NetSuite
NetSuite is a cloud-native enterprise resource planning (ERP) and business management suite that integrates core financials, commerce, CRM, and operations on a single platform for organizations of varying sizes.
- Cloud-based Emergency Response Plan (ERP) and financial management suite for accounting, billing, and revenue operations
- Customer relationship management (CRM) tools for sales, marketing, and service processes
- Commerce capabilities for B2B and B2C e-commerce and order management
- Professional services automation (PSA) and project management for service-based organizations
- Platform and extensibility framework for configuration, custom applications, and integrations
More About NetSuite
NetSuite is delivered as a multi-tenant cloud ERP and business management platform that organizations use to standardize and automate finance, operations, and customer-facing workflows across subsidiaries, geographies, and business units. The suite targets midmarket and enterprise customers as well as fast-scaling entities that require an integrated System of Record (SOR) rather than separate point solutions for accounting, CRM, and commerce.
Core ERP and financial management capabilities (ERP/financial management) include general ledger, accounts payable and receivable, fixed assets, budgeting, revenue management, and financial consolidation. These functions share a common data model, which supports multi-entity, multi-currency, and multi-tax operations. The platform is used to support processes such as procure-to-pay, order-to-cash, record-to-report, and subscription billing, with role-based dashboards and workflow automation for finance, operations, and executive users.
Customer relationship management capabilities (CRM) cover sales force automation, marketing campaign management, customer service, and partner management. A shared database with ERP functions allows leads, quotes, orders, and invoices to exist in one system, which helps align sales and finance around the same customer and revenue data. Commerce capabilities (commerce/e-commerce) extend this further by providing online storefronts and order management that connect web, phone, and in-store transactions back into the same inventory and financial records.

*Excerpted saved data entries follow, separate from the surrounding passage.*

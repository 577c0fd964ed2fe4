//! Response header generation.

use axum::http::{HeaderMap, HeaderValue, header};
use hcs_persistence::types::StoredResource;
use hcs_persistence::versioning::FhirDialect;

/// Builder for resource response headers.
///
/// Generates:
/// - `ETag` (weak, from the version id)
/// - `Last-Modified`
/// - `Location` (for created resources)
/// - `Content-Type` with the `fhirVersion` of the body
/// - one `Warning` per conversion note
#[derive(Debug, Default)]
pub struct ResourceHeaders {
    etag: Option<String>,
    last_modified: Option<String>,
    location: Option<String>,
    dialect: Option<FhirDialect>,
    warnings: Vec<String>,
}

impl ResourceHeaders {
    /// Creates an empty builder.
    pub fn new() -> Self {
        Self::default()
    }

    /// Creates headers for a stored resource rendered in `dialect`.
    pub fn from_stored(stored: &StoredResource, dialect: FhirDialect) -> Self {
        Self {
            etag: Some(stored.etag()),
            last_modified: Some(
                stored
                    .last_modified()
                    .format("%a, %d %b %Y %H:%M:%S GMT")
                    .to_string(),
            ),
            dialect: Some(dialect),
            ..Self::default()
        }
    }

    /// Sets the Location URL.
    pub fn with_location(mut self, location: impl Into<String>) -> Self {
        self.location = Some(location.into());
        self
    }

    /// Sets the body dialect.
    pub fn with_dialect(mut self, dialect: FhirDialect) -> Self {
        self.dialect = Some(dialect);
        self
    }

    /// Adds conversion notes.
    pub fn with_warnings(mut self, warnings: impl IntoIterator<Item = String>) -> Self {
        self.warnings.extend(warnings);
        self
    }

    /// Converts to a header map.
    pub fn to_header_map(&self) -> HeaderMap {
        let mut headers = HeaderMap::new();

        if let Ok(value) = HeaderValue::from_str(&content_type(self.dialect)) {
            headers.insert(header::CONTENT_TYPE, value);
        }

        if let Some(etag) = &self.etag {
            if let Ok(value) = HeaderValue::from_str(etag) {
                headers.insert(header::ETAG, value);
            }
        }

        if let Some(last_modified) = &self.last_modified {
            if let Ok(value) = HeaderValue::from_str(last_modified) {
                headers.insert(header::LAST_MODIFIED, value);
            }
        }

        if let Some(location) = &self.location {
            if let Ok(value) = HeaderValue::from_str(location) {
                headers.insert(header::LOCATION, value);
            }
        }

        for warning in &self.warnings {
            if let Ok(value) = HeaderValue::from_str(&warning_value(warning)) {
                headers.append(header::WARNING, value);
            }
        }

        headers
    }

    /// Returns the ETag value.
    pub fn etag(&self) -> Option<&str> {
        self.etag.as_deref()
    }

    /// Returns the Location value.
    pub fn location(&self) -> Option<&str> {
        self.location.as_deref()
    }
}

/// Returns the JSON content type, tagged with a dialect when known.
pub fn content_type(dialect: Option<FhirDialect>) -> String {
    match dialect {
        Some(dialect) => format!(
            "application/fhir+json; fhirVersion={}",
            dialect.as_mime_param()
        ),
        None => "application/fhir+json".to_string(),
    }
}

/// Formats a `Warning` header value (code 299, miscellaneous persistent).
fn warning_value(text: &str) -> String {
    let sanitized: String = text
        .chars()
        .map(|c| match c {
            '"' => '\'',
            c if c.is_ascii() && !c.is_ascii_control() => c,
            _ => '?',
        })
        .collect();
    format!("299 hcs \"{}\"", sanitized)
}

For service-based and project-oriented organizations, NetSuite offers professional services automation (PSA/project management) that includes project planning, resource management, time and expense tracking, and project accounting. This PSA layer integrates with core financials for revenue recognition and margin analysis on projects, and with CRM for opportunity-to-project workflows. The suite is often deployed in industries such as software, services, wholesale distribution, manufacturing, and nonprofit, with role-based configurations tailored to sector-specific processes.
The platform and customization layer (PaaS/application platform) provides scripting, workflow, integration, and reporting tools. NetSuite uses web-based interfaces, Representational State Transfer (REST) and Simple Object Access Protocol (SOAP) APIs (integration/enterprise connectivity), and a proprietary scripting environment for server-side and client-side logic. Administrators and developers can configure custom records, fields, and forms, build integrations with external systems such as payroll or industry applications, and extend the system with custom applications while remaining on the vendor-managed upgrade path.
From a marketplace categorization perspective, NetSuite fits into cloud ERP, financial management, CRM, e-commerce, PSA, and iPaaS-adjacent integration categories. Organizations often evaluate it alongside other cloud ERP suites, particularly for scenarios where a single vendor stack for financials, CRM, and commerce is preferred over integrating multiple standalone products. Its multi-tenant Software-as-a-Service (SaaS) delivery model reduces the need for customer-managed infrastructure, patching, and upgrades, and provides a single codebase across the customer base with configuration-driven variability.